La décision de la cour d’appel dans la continuité de celle de la Cour de justice de la République
Pour bien comprendre, il faut remonter le temps jusqu’à la période des guerres intestines de la droite française. En 1994, la France conclut des contrats pour la vente de frégates et de sous-marins avec l’Arabie saoudite (contrat Sawari II) et le Pakistan (contrat Agosta). En marge des contrats, de colossales commissions sont alors versées à des intermédiaires. À l’époque tout ça est légal.

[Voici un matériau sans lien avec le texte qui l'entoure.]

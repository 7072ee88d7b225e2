use axum::{
    async_trait,
    extract::{FromRequestParts, Path, Query, State},
    http::{request::Parts, StatusCode},
    response::Json,
    routing::get,
    Router,
};
use serde::Deserialize;
use serde_json::{json, Value};
use std::sync::Arc;
use tracing::{info, instrument, warn};

use crate::models::{
    parse_vote_date, validate_email, validate_restaurant_id, DishResponse, RepositoryError,
    Restaurant, ServiceError, ValidationError, VoteResponse, Voter,
};
use crate::services::{MenuService, RestaurantService, VotingService};

/// Header carrying the authenticated user's email
pub const USER_EMAIL_HEADER: &str = "x-user-email";

type ApiError = (StatusCode, Json<Value>);

/// Shared application state containing all services
#[derive(Clone)]
pub struct ApiState {
    pub voting_service: Arc<VotingService>,
    pub restaurant_service: Arc<RestaurantService>,
    pub menu_service: Arc<MenuService>,
}

/// `?date=dd.MM.yyyy`
#[derive(Debug, Default, Deserialize)]
pub struct VoteDateQuery {
    pub date: Option<String>,
}

/// `?restaurantId=N`
#[derive(Debug, Default, Deserialize)]
pub struct RestaurantIdQuery {
    #[serde(rename = "restaurantId", alias = "restaurant_id")]
    pub restaurant_id: Option<i64>,
}

/// Create API router with vote, restaurant and menu endpoints
pub fn create_api_router(state: ApiState) -> Router {
    Router::new()
        .route(
            "/api/vote",
            get(get_vote).post(create_vote).put(update_vote),
        )
        .route("/api/vote/total/:restaurant_id", get(get_total_votes))
        .route("/api/restaurants", get(list_restaurants))
        .route("/api/restaurants/:restaurant_id", get(get_restaurant))
        .route("/api/restaurants/:restaurant_id/menu", get(get_menu))
        .with_state(state)
}

/// The caller, taken from the identity header set by the authenticating proxy
#[async_trait]
impl<S> FromRequestParts<S> for Voter
where
    S: Send + Sync,
{
    type Rejection = ApiError;

    async fn from_request_parts(parts: &mut Parts, _state: &S) -> Result<Self, Self::Rejection> {
        let email = parts
            .headers
            .get(USER_EMAIL_HEADER)
            .and_then(|value| value.to_str().ok())
            .unwrap_or_default();

        match validate_email(email) {
            Ok(()) => Ok(Voter::new(email)),
            Err(err) => {
                warn!("Rejected request without a valid user identity: {}", err);
                Err(error_body(
                    StatusCode::UNAUTHORIZED,
                    format!("Authentication required: {}", err),
                ))
            }
        }
    }
}

// =============================================================================
// VOTE ENDPOINTS
// =============================================================================

/// Vote of the caller for a date (default today)
#[instrument(name = "get_vote", skip(state), fields(user = %voter, date = query.date.as_deref()))]
pub async fn get_vote(
    State(state): State<ApiState>,
    voter: Voter,
    Query(query): Query<VoteDateQuery>,
) -> Result<Json<VoteResponse>, ApiError> {
    let date = parse_vote_date(query.date.as_deref()).map_err(validation_error_to_response)?;

    let vote = state
        .voting_service
        .get_vote_for_date(&voter, date)
        .await
        .map_err(service_error_to_response)?;

    Ok(Json(vote.to_response()))
}

/// Cast today's vote
#[instrument(name = "create_vote", skip(state), fields(user = %voter, restaurant_id = query.restaurant_id))]
pub async fn create_vote(
    State(state): State<ApiState>,
    voter: Voter,
    Query(query): Query<RestaurantIdQuery>,
) -> Result<(StatusCode, Json<VoteResponse>), ApiError> {
    let restaurant_id = required_restaurant_id(query.restaurant_id)?;

    let vote = state
        .voting_service
        .create_vote(&voter, restaurant_id)
        .await
        .map_err(service_error_to_response)?;

    info!(vote_id = %vote.id, "Vote created");
    Ok((StatusCode::CREATED, Json(vote.to_response())))
}

/// Change today's vote before the cutoff
#[instrument(name = "update_vote", skip(state), fields(user = %voter, restaurant_id = query.restaurant_id))]
pub async fn update_vote(
    State(state): State<ApiState>,
    voter: Voter,
    Query(query): Query<RestaurantIdQuery>,
) -> Result<Json<VoteResponse>, ApiError> {
    let restaurant_id = required_restaurant_id(query.restaurant_id)?;

    let vote = state
        .voting_service
        .update_vote(&voter, restaurant_id)
        .await
        .map_err(service_error_to_response)?;

    Ok(Json(vote.to_response()))
}

/// Number of votes a restaurant got on a date (default today)
#[instrument(name = "get_total_votes", skip(state), fields(date = query.date.as_deref()))]
pub async fn get_total_votes(
    State(state): State<ApiState>,
    Path(restaurant_id): Path<i64>,
    Query(query): Query<VoteDateQuery>,
) -> Result<Json<u64>, ApiError> {
    let date = parse_vote_date(query.date.as_deref()).map_err(validation_error_to_response)?;

    let total = state
        .voting_service
        .get_total_votes_for_restaurant(restaurant_id, date)
        .await
        .map_err(service_error_to_response)?;

    Ok(Json(total))
}

// =============================================================================
// RESTAURANT ENDPOINTS
// =============================================================================

#[instrument(name = "list_restaurants", skip(state))]
pub async fn list_restaurants(
    State(state): State<ApiState>,
) -> Result<Json<Vec<Restaurant>>, ApiError> {
    state
        .restaurant_service
        .list_restaurants()
        .await
        .map(Json)
        .map_err(service_error_to_response)
}

#[instrument(name = "get_restaurant", skip(state))]
pub async fn get_restaurant(
    State(state): State<ApiState>,
    Path(restaurant_id): Path<i64>,
) -> Result<Json<Restaurant>, ApiError> {
    state
        .restaurant_service
        .get_restaurant(restaurant_id)
        .await
        .map(Json)
        .map_err(service_error_to_response)
}

/// Dishes a restaurant offers on a date (default today)
#[instrument(name = "get_menu", skip(state), fields(date = query.date.as_deref()))]
pub async fn get_menu(
    State(state): State<ApiState>,
    Path(restaurant_id): Path<i64>,
    Query(query): Query<VoteDateQuery>,
) -> Result<Json<Vec<DishResponse>>, ApiError> {
    let date = parse_vote_date(query.date.as_deref()).map_err(validation_error_to_response)?;

    let dishes = state
        .menu_service
        .get_menu(restaurant_id, date)
        .await
        .map_err(service_error_to_response)?;

    Ok(Json(dishes.iter().map(|dish| dish.to_response()).collect()))
}

// =============================================================================
// ERROR MAPPING
// =============================================================================

fn required_restaurant_id(restaurant_id: Option<i64>) -> Result<i64, ApiError> {
    let restaurant_id = restaurant_id.ok_or_else(|| {
        validation_error_to_response(ValidationError::RequiredField {
            field: "restaurantId".to_string(),
        })
    })?;
    validate_restaurant_id(restaurant_id).map_err(validation_error_to_response)?;
    Ok(restaurant_id)
}

fn error_body(status: StatusCode, message: String) -> ApiError {
    (
        status,
        Json(json!({
            "error": message,
            "timestamp": chrono::Utc::now().to_rfc3339(),
        })),
    )
}

fn validation_error_to_response(err: ValidationError) -> ApiError {
    service_error_to_response(err.into())
}

/// Map service errors onto HTTP status codes
pub fn service_error_to_response(err: ServiceError) -> ApiError {
    let (status, message) = match err {
        ServiceError::RestaurantNotFound { .. }
        | ServiceError::NoRestaurants
        | ServiceError::MenuNotFound { .. }
        | ServiceError::VoteNotFound { .. } => (StatusCode::NOT_FOUND, err.to_string()),
        ServiceError::VoteConflict { .. }
        | ServiceError::RestaurantExists { .. }
        | ServiceError::DishExists { .. } => (StatusCode::UNPROCESSABLE_ENTITY, err.to_string()),
        ServiceError::ValidationError { .. } => (StatusCode::BAD_REQUEST, err.to_string()),
        ServiceError::Repository { source } => match source {
            RepositoryError::NotFound => (StatusCode::NOT_FOUND, "Resource not found".to_string()),
            RepositoryError::ConstraintViolation { message } => {
                (StatusCode::UNPROCESSABLE_ENTITY, message)
            }
            RepositoryError::ConnectionFailed => (
                StatusCode::SERVICE_UNAVAILABLE,
                "Database connection failed".to_string(),
            ),
            RepositoryError::Timeout => {
                (StatusCode::REQUEST_TIMEOUT, "Request timeout".to_string())
            }
            _ => (
                StatusCode::INTERNAL_SERVER_ERROR,
                "Internal server error".to_string(),
            ),
        },
    };

    error_body(status, message)
}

Ce qui ne l’est pas, en revanche, c’est que ces commissions reviennent, au final, dans la poche d’hommes politiques français. En première instance, le tribunal judiciaire de Paris avait estimé qu’une partie de ces fameux pots-de-vin étaient revenus en France, sous la forme de rétrocommissions pour alimenter la campagne présidentielle d’Edouard Balladur. Il en voulait alors pour preuve un dépôt suspect de 10,25 millions de francs en liquide le 26 avril 1995 sur le compte du candidat.

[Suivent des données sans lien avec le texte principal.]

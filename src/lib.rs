pub mod app;
pub mod config;
pub mod handlers;
pub mod models;
pub mod observability;
pub mod repositories;
pub mod services;

pub use app::{create_app, AppComponents, HttpLimits, Stores};
pub use config::{Config, ConfigError};
pub use observability::{init_observability, shutdown_observability, Metrics};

Mais dans son arrêt rendu mardi, la cour d’appel abandonne finalement cette hypothèse. Ou plutôt, elle indique qu’il ne peut « être établi que ces espèces ont été celles qui ont alimenté le compte ». En conséquence, et comme le parquet général l’avait requis à l’audience, elle a choisi de relaxer Nicolas Bazire. « L’autorité judiciaire a compris qu’il n’avait strictement aucun rôle de nature à voir sa responsabilité engagée, a réagi Frédéric Landon, son avocat. Ça fait 14 ans que tout cela dure. C’est un grand soulagement. »
En réalité, pas trop de surprise là-dedans. La décision de la cour d’appel vient parachever celle rendue, en 2021, par la Cour de justice de la République (CJR) qui à l’époque avait jugé Édouard Balladur (relaxé) et son ancien ministre de la Défense, François Léotard (condamné, lui, à deux ans de prison avec sursis).

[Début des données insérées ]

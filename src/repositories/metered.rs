use async_trait::async_trait;
use chrono::NaiveDate;
use std::sync::Arc;

use super::{DishRepository, RestaurantRepository, VoteRepository};
use crate::models::{Dish, RepositoryResult, Restaurant, Vote};
use crate::observability::{DatabaseTracingMiddleware, Metrics};

/// Records `database_operations_*` metrics around another restaurant store
pub struct MeteredRestaurantRepository {
    inner: Arc<dyn RestaurantRepository>,
    tracing: DatabaseTracingMiddleware,
    table: String,
}

impl MeteredRestaurantRepository {
    pub fn new(inner: Arc<dyn RestaurantRepository>, table: String, metrics: Arc<Metrics>) -> Self {
        Self {
            inner,
            tracing: DatabaseTracingMiddleware::new(metrics),
            table,
        }
    }
}

#[async_trait]
impl RestaurantRepository for MeteredRestaurantRepository {
    async fn find_by_id(&self, id: i64) -> RepositoryResult<Option<Restaurant>> {
        self.tracing
            .trace_operation("find_by_id", &self.table, self.inner.find_by_id(id))
            .await
    }

    async fn exists(&self, id: i64) -> RepositoryResult<bool> {
        self.tracing
            .trace_operation("exists", &self.table, self.inner.exists(id))
            .await
    }

    async fn find_all(&self) -> RepositoryResult<Vec<Restaurant>> {
        self.tracing
            .trace_operation("find_all", &self.table, self.inner.find_all())
            .await
    }

    async fn create(&self, restaurant: Restaurant) -> RepositoryResult<Restaurant> {
        self.tracing
            .trace_operation("create", &self.table, self.inner.create(restaurant))
            .await
    }

    async fn count(&self) -> RepositoryResult<usize> {
        self.tracing
            .trace_operation("count", &self.table, self.inner.count())
            .await
    }
}

/// Records `database_operations_*` metrics around another vote store
pub struct MeteredVoteRepository {
    inner: Arc<dyn VoteRepository>,
    tracing: DatabaseTracingMiddleware,
    table: String,
}

impl MeteredVoteRepository {
    pub fn new(inner: Arc<dyn VoteRepository>, table: String, metrics: Arc<Metrics>) -> Self {
        Self {
            inner,
            tracing: DatabaseTracingMiddleware::new(metrics),
            table,
        }
    }
}

#[async_trait]
impl VoteRepository for MeteredVoteRepository {
    async fn find_by_user_and_date(
        &self,
        user_email: &str,
        date: NaiveDate,
    ) -> RepositoryResult<Option<Vote>> {
        self.tracing
            .trace_operation(
                "find_by_user_and_date",
                &self.table,
                self.inner.find_by_user_and_date(user_email, date),
            )
            .await
    }

    async fn create(&self, vote: Vote) -> RepositoryResult<Vote> {
        self.tracing
            .trace_operation("create", &self.table, self.inner.create(vote))
            .await
    }

    async fn update(&self, vote: Vote) -> RepositoryResult<Vote> {
        self.tracing
            .trace_operation("update", &self.table, self.inner.update(vote))
            .await
    }

    async fn count_by_restaurant_and_date(
        &self,
        restaurant_id: i64,
        date: NaiveDate,
    ) -> RepositoryResult<u64> {
        self.tracing
            .trace_operation(
                "count_by_restaurant_and_date",
                &self.table,
                self.inner.count_by_restaurant_and_date(restaurant_id, date),
            )
            .await
    }
}

/// Records `database_operations_*` metrics around another menu store
pub struct MeteredDishRepository {
    inner: Arc<dyn DishRepository>,
    tracing: DatabaseTracingMiddleware,
    table: String,
}

impl MeteredDishRepository {
    pub fn new(inner: Arc<dyn DishRepository>, table: String, metrics: Arc<Metrics>) -> Self {
        Self {
            inner,
            tracing: DatabaseTracingMiddleware::new(metrics),
            table,
        }
    }
}

#[async_trait]
impl DishRepository for MeteredDishRepository {
    async fn find_by_restaurant_and_date(
        &self,
        restaurant_id: i64,
        date: NaiveDate,
    ) -> RepositoryResult<Vec<Dish>> {
        self.tracing
            .trace_operation(
                "find_by_restaurant_and_date",
                &self.table,
                self.inner.find_by_restaurant_and_date(restaurant_id, date),
            )
            .await
    }

    async fn create(&self, dish: Dish) -> RepositoryResult<Dish> {
        self.tracing
            .trace_operation("create", &self.table, self.inner.create(dish))
            .await
    }
}

#[cfg(test)]
mod tests {
    use super::*;
    use crate::models::Voter;
    use crate::repositories::InMemoryVoteRepository;
    use chrono::Utc;

    #[tokio::test]
    async fn test_failed_create_recorded_as_error() {
        let metrics = Arc::new(Metrics::new().unwrap());
        let repo = MeteredVoteRepository::new(
            Arc::new(InMemoryVoteRepository::new()),
            "votes".to_string(),
            metrics.clone(),
        );

        let date = NaiveDate::from_ymd_opt(2024, 3, 5).unwrap();
        let voter = Voter::new("a@x.com");
        repo.create(Vote::new(&voter, 1, date, Utc::now()))
            .await
            .unwrap();
        assert!(repo
            .create(Vote::new(&voter, 1, date, Utc::now()))
            .await
            .is_err());

        let count = |status: &str| {
            metrics
                .database_operations_total
                .with_label_values(&["create", "votes", status])
                .get()
        };
        assert_eq!(count("success"), 1.0);
        assert_eq!(count("error"), 1.0);
    }
}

En fuite, Ziad Takieddine voit sa peine confirmée
Mais l’affaire ne se limite pas au seul cercle politique évidemment. Et à l’encontre des autres intermédiaires, la cour d’appel a été plus sévère. Considérant qu’il y avait bien eu un réseau d’intermédiaires « inutiles » surnommé le « réseau K » dans la conclusion de ces contrats, elle a prononcé des condamnations à l’encontre de cinq hommes qui se sont enrichis au passage et ont donc été reconnus coupables d’abus de biens sociaux, de complicité ou de recel au préjudice de deux entités détenues alors par l’État. Celles qui avaient versé les commissions
Parmi les hommes condamnés, on retrouve évidemment certains noms bien connus de la droite française. À commencer par Thierry Gaubert qui écope d’une peine d’un an de prison ferme aménagé et 60 000 euros d’amende et surtout de Ziad Takieddine. En fuite au Liban depuis la condamnation prononcée en première instance, il a vu sa peine de cinq ans de prison confirmée mardi dernier. Deux hommes qui sont justement prévenus dans le procès portant sur les soupçons de financement libyen de la campagne de 2007. Où l’on risque encore de reparler de « continuum » dans le financement politique de ces dernières décennies, d’ici au 10 avril donc.